# N Scale Power



## Sam (Oct 21, 2008)

Hi, neophite here. I have a coffee table layout; twin direction track, so two railpower 1300 power packs. I've made this myself, LOTS of detail ... in fact more into the diorama part than the train itself. Questions; can both power supplies be used to power the AC accessories? Right now, one power supply is the track switches, and the other is the accessories. Second question, is there such a thing as an AC power booster? The transformer with the accessories on it gets hot, and after a few hours the overload kicks in and it turns off, sooner if I'm running the trains and all the lights.


----------



## T-Man (May 16, 2008)

Your layout is a bit large for the transformers.

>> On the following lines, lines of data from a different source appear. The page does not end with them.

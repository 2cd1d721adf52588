//! Wiring of the three registries around one admin authority.

use serde::{Deserialize, Serialize};
use std::sync::Arc;

use credence_core::{Address, AdminAuthority};

use crate::fraud::{FraudRegistry, FraudSnapshot};
use crate::institutions::{InstitutionRegistry, InstitutionSnapshot};
use crate::ledger::{CredentialLedger, LedgerSnapshot};

/// Serializable state of a whole network.
#[derive(Debug, Clone, PartialEq, Eq, Serialize, Deserialize)]
pub struct NetworkSnapshot {
    pub admin: Address,
    pub institutions: InstitutionSnapshot,
    pub ledger: LedgerSnapshot,
    pub fraud: FraudSnapshot,
}

impl NetworkSnapshot {
    /// State of a freshly created network.
    pub fn genesis(admin: Address) -> Self {
        Self {
            admin,
            institutions: InstitutionSnapshot::default(),
            ledger: LedgerSnapshot::default(),
            fraud: FraudSnapshot::default(),
        }
    }
}

/// The institution registry, credential ledger and fraud registry, wired
/// so that fraud checks go to the ledger and the ledger asks the registry.
pub struct TrustNetwork {
    authority: Arc<AdminAuthority>,
    institutions: Arc<InstitutionRegistry>,
    ledger: Arc<CredentialLedger>,
    fraud: Arc<FraudRegistry>,
}

impl TrustNetwork {
    /// Create an empty network administered by `admin`.
    pub fn new(admin: Address) -> Self {
        Self::from_snapshot(NetworkSnapshot::genesis(admin))
    }

    /// Rebuild a network from a snapshot.
    pub fn from_snapshot(snapshot: NetworkSnapshot) -> Self {
        let authority = Arc::new(AdminAuthority::new(snapshot.admin));
        let institutions = Arc::new(InstitutionRegistry::from_snapshot(
            authority.clone(),
            snapshot.institutions,
        ));
        let ledger = Arc::new(CredentialLedger::from_snapshot(
            authority.clone(),
            institutions.clone(),
            snapshot.ledger,
        ));
        let fraud = Arc::new(FraudRegistry::from_snapshot(
            authority.clone(),
            ledger.clone(),
            snapshot.fraud,
        ));

        tracing::debug!(
            admin = %authority.current(),
            institutions = institutions.institution_count(),
            credentials = ledger.credential_count(),
            reports = fraud.report_count(),
            "trust network assembled"
        );

        Self {
            authority,
            institutions,
            ledger,
            fraud,
        }
    }

    pub fn institutions(&self) -> &Arc<InstitutionRegistry> {
        &self.institutions
    }

    pub fn ledger(&self) -> &Arc<CredentialLedger> {
        &self.ledger
    }

    pub fn fraud(&self) -> &Arc<FraudRegistry> {
        &self.fraud
    }

    /// Current process admin.
    pub fn admin(&self) -> Address {
        self.authority.current()
    }

    /// Copy out the full state.
    ///
    /// Each registry is copied under its own lock; take snapshots between
    /// operations for a cross-registry consistent view.
    pub fn snapshot(&self) -> NetworkSnapshot {
        NetworkSnapshot {
            admin: self.authority.current(),
            institutions: self.institutions.snapshot(),
            ledger: self.ledger.snapshot(),
            fraud: self.fraud.snapshot(),
        }
    }
}
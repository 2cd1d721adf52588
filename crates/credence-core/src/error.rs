use std::fmt;

use crate::lifecycle::ReportStatus;
use crate::types::{Address, CredentialId, InstitutionId, PatternId, ReportId};

/// Reference to a stored entity, carried by [`TrustError::NotFound`].
#[derive(Debug, Clone, PartialEq, Eq)]
pub enum EntityRef {
    Institution(InstitutionId),
    AdminGrant(InstitutionId, Address),
    Credential(CredentialId),
    FraudReport(ReportId),
    SuspiciousPattern(PatternId),
}

impl fmt::Display for EntityRef {
    fn fmt(&self, f: &mut fmt::Formatter<'_>) -> fmt::Result {
        match self {
            Self::Institution(id) => write!(f, "institution {}", id),
            Self::AdminGrant(id, address) => {
                write!(f, "admin grant ({}, {})", id, address)
            }
            Self::Credential(id) => write!(f, "credential {}", id),
            Self::FraudReport(id) => write!(f, "fraud report {}", id),
            Self::SuspiciousPattern(id) => write!(f, "suspicious pattern {}", id),
        }
    }
}

/// Errors shared by every registry.
///
/// Each rejected precondition maps to exactly one variant, and no state is
/// mutated when one of these is returned.
#[derive(Debug, Clone, PartialEq, Eq, thiserror::Error)]
pub enum TrustError {
    #[error("unauthorized caller: {caller}")]
    Unauthorized { caller: Address },

    #[error("not found: {0}")]
    NotFound(EntityRef),

    #[error("institution {0} is already registered")]
    AlreadyRegistered(InstitutionId),

    #[error("credential {0} is already revoked")]
    AlreadyRevoked(CredentialId),

    #[error("fraud report {id} was already processed as {status}")]
    AlreadyProcessed { id: ReportId, status: ReportStatus },

    #[error("institution {0} is not verified")]
    InvalidInstitution(InstitutionId),

    #[error("invalid report status: {0:?}")]
    InvalidStatus(String),

    #[error("no {0} ids left to allocate")]
    CounterExhausted(&'static str),
}

/// Component that rejected an operation.
///
/// Numeric codes are scoped per component: `NotFound` is 3 for institutions
/// and credentials but 2 for the fraud registry.
#[derive(Debug, Clone, Copy, PartialEq, Eq, Hash)]
pub enum Component {
    Institutions,
    Credentials,
    Fraud,
}

impl TrustError {
    /// Numeric code of this error as reported by `component`.
    ///
    /// | Error | Institutions | Credentials | Fraud |
    /// |---|---|---|---|
    /// | `Unauthorized` | 1 | 1 | 1 |
    /// | `AlreadyRegistered` | 2 | | |
    /// | `InvalidInstitution` | | 2 | |
    /// | `NotFound` | 3 | 3 | 2 |
    /// | `AlreadyRevoked` | | 4 | |
    /// | `AlreadyProcessed` | | | 3 |
    /// | `InvalidStatus` | | | 4 |
    /// | `CounterExhausted` | | 5 | 5 |
    pub fn code(&self, component: Component) -> u32 {
        match self {
            Self::Unauthorized { .. } => 1,
            Self::AlreadyRegistered(_) | Self::InvalidInstitution(_) => 2,
            Self::NotFound(_) => match component {
                Component::Fraud => 2,
                Component::Institutions | Component::Credentials => 3,
            },
            Self::AlreadyProcessed { .. } => 3,
            Self::AlreadyRevoked(_) | Self::InvalidStatus(_) => 4,
            Self::CounterExhausted(_) => 5,
        }
    }

    /// `Unauthorized` for `caller`.
    pub fn unauthorized(caller: &Address) -> Self {
        Self::Unauthorized {
            caller: caller.clone(),
        }
    }
}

From what I found you only have 7volt amps per tranmsformer. The next size up MRC has 17. At least you need to reduce the accessories load. Maybe disconnect a few until you get to the point you don't trip anything. You can calculate this if you look at the spec's for the accessories and the transformer. You can purchase a separate power supply. If by running the trains alone
causes the transformer to heat up then you definitely need to up grade. The tranformer you have is for a basic oval not a 4 by 8. That must be some coffee table.


----------



## Sam (Oct 21, 2008)

Thanks for answering T-Man. It is an incredible coffee table that I had custom built, I spend hours tinkering with it. It is an expanded double loop track, so I can run two trains, 27" x 50" layout. I had a friend create a switch panel with rocker switches for me to turn on/off accessories, 12v, 9v, even the teeny 1.4v included, it's sooo cool. What I know about electronics is nil, volts vs amps sound like football teams to me. You have answered my question tho, just need more power to the accessories, so I'll just upgrade the transformers.


----------



## mcnay55 (Oct 21, 2008)

Hi, power pack question. I recently switched from HO scale to N scale, due to space. I want a nice looking layout in a 8X9 room wrapping around my computer desk and so N is the way to go. I'll save the HO for the basement --eventially. Anyway, I have yet to settle on buying an engine but, could I use the same power pack from the HO set or should I buy a whole new power pack. 

Thanks.


----------



## Sam (Oct 21, 2008)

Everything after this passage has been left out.